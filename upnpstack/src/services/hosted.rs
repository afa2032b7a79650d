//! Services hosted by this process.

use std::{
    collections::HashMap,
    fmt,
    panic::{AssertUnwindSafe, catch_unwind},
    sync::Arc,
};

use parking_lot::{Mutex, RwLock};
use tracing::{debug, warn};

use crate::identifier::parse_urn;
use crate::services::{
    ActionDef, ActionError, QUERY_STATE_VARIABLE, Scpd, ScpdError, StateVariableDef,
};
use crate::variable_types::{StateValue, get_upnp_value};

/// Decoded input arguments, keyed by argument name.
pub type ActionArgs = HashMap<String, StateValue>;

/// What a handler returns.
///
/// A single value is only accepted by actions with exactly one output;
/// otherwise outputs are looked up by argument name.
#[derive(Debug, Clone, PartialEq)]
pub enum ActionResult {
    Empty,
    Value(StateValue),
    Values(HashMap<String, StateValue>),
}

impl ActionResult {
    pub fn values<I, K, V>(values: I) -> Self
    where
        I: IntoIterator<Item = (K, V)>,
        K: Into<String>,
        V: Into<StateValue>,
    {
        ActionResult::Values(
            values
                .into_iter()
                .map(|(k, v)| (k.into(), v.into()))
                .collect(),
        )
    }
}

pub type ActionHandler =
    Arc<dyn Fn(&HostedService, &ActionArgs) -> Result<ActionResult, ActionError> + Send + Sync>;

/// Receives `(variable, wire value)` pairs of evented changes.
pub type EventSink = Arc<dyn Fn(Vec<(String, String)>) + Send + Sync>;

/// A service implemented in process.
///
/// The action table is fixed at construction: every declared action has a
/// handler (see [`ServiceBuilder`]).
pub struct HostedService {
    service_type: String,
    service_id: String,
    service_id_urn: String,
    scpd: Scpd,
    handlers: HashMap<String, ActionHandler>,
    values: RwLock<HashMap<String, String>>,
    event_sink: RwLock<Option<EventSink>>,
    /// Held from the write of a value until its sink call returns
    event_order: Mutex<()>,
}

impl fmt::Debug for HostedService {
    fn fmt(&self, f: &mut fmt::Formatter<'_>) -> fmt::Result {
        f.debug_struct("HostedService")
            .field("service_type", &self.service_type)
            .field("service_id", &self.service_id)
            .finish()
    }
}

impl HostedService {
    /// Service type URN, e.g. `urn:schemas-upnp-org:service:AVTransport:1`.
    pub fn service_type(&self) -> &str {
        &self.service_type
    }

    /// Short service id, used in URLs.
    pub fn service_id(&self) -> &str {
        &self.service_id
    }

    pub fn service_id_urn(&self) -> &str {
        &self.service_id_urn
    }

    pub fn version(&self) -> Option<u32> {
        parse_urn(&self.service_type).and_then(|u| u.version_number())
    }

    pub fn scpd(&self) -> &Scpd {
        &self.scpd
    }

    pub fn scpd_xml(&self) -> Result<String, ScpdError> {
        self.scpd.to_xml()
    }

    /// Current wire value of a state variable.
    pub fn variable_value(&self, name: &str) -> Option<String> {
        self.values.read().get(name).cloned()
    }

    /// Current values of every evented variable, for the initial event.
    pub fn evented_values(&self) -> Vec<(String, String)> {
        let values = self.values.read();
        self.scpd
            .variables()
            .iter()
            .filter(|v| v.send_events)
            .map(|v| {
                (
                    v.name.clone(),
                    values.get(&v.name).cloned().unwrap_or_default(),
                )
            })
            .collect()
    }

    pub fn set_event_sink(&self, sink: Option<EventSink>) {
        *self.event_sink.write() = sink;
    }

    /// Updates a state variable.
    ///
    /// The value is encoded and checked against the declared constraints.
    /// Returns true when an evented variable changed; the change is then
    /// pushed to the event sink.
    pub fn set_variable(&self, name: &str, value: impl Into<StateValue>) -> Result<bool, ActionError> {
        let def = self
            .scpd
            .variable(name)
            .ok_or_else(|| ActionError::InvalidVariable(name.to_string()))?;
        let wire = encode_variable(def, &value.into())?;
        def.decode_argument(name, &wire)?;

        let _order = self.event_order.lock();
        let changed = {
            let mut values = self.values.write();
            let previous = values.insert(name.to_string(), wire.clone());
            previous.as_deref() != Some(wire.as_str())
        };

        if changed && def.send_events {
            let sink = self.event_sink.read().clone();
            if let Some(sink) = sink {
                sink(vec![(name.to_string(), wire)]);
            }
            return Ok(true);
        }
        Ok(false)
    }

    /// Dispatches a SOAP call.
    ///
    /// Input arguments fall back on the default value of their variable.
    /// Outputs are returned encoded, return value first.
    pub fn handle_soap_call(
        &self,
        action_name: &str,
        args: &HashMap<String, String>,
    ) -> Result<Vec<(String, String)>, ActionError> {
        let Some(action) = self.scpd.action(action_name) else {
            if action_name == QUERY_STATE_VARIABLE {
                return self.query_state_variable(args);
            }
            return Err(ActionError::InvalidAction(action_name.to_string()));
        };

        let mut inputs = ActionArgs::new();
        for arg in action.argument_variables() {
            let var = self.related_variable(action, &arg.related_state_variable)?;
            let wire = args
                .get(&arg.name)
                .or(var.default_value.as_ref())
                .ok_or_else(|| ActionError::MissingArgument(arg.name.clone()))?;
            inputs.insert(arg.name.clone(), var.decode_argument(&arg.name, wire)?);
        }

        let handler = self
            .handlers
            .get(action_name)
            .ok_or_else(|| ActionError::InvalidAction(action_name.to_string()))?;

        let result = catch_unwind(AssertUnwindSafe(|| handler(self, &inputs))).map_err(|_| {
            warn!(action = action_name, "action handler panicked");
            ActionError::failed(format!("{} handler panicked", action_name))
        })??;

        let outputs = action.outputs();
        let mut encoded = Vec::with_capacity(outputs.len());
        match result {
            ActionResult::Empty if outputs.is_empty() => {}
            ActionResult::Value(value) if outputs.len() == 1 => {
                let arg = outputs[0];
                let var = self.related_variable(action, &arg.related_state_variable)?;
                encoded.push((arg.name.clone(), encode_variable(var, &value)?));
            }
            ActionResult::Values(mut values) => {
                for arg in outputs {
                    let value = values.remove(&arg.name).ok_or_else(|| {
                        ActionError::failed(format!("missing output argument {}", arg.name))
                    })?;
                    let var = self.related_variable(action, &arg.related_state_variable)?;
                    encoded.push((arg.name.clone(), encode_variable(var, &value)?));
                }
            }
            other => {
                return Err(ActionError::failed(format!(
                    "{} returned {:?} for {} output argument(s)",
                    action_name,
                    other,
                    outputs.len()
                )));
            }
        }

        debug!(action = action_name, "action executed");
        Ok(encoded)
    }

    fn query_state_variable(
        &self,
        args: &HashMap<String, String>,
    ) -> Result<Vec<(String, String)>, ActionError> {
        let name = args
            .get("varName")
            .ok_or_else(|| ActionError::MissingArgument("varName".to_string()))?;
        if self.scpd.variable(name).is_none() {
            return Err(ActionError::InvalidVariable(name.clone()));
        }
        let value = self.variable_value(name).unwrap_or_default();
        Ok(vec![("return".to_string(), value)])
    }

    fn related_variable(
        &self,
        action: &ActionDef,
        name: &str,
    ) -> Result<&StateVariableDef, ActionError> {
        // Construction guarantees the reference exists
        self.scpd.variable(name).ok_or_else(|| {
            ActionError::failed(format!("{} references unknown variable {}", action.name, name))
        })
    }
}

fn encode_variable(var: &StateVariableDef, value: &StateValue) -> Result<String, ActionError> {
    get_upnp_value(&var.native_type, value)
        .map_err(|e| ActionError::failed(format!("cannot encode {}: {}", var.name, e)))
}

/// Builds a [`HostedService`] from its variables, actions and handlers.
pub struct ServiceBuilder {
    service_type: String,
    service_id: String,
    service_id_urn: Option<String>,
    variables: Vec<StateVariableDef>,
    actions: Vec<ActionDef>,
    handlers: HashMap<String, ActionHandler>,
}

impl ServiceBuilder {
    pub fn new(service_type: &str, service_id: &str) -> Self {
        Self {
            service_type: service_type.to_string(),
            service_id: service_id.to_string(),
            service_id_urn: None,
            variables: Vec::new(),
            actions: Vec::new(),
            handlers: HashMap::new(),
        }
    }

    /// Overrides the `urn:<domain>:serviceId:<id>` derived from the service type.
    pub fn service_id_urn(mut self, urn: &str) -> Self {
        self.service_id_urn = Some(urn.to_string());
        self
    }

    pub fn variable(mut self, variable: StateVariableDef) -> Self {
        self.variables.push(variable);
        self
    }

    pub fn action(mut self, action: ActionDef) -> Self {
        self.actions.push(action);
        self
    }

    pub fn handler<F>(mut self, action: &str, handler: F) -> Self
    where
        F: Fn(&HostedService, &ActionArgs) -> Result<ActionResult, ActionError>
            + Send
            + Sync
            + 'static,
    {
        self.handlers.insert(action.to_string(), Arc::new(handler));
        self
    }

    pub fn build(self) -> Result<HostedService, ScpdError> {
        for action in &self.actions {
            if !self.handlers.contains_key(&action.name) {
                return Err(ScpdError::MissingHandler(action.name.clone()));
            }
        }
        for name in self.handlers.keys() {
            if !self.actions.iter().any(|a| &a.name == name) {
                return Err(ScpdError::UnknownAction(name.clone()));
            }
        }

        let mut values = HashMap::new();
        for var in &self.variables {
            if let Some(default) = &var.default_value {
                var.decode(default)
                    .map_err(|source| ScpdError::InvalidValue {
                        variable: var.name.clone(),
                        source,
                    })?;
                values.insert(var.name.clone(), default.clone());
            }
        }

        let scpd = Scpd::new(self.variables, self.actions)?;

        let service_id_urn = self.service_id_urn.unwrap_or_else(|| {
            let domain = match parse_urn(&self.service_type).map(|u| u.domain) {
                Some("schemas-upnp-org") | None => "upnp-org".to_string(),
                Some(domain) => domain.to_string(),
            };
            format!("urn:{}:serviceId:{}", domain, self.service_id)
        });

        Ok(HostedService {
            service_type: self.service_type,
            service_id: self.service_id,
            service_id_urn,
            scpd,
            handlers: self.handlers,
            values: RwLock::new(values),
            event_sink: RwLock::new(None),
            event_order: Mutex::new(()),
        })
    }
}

════════════════

Prompt: Give again, exactly as written, the lines running from the first line of the data above through the line that contains "exactly one output;".

Solved problem:
filename upnpstack/src/services/hosted.rs
repository afa2032b7a79650d
//! Services hosted by this process.

use std::{
    collections::HashMap,
    fmt,
    panic::{AssertUnwindSafe, catch_unwind},
    sync::Arc,
};

use parking_lot::{Mutex, RwLock};
use tracing::{debug, warn};

use crate::identifier::parse_urn;
use crate::services::{
    ActionDef, ActionError, QUERY_STATE_VARIABLE, Scpd, ScpdError, StateVariableDef,
};
use crate::variable_types::{StateValue, get_upnp_value};

/// Decoded input arguments, keyed by argument name.
pub type ActionArgs = HashMap<String, StateValue>;

/// What a handler returns.
///
/// A single value is only accepted by actions with exactly one output;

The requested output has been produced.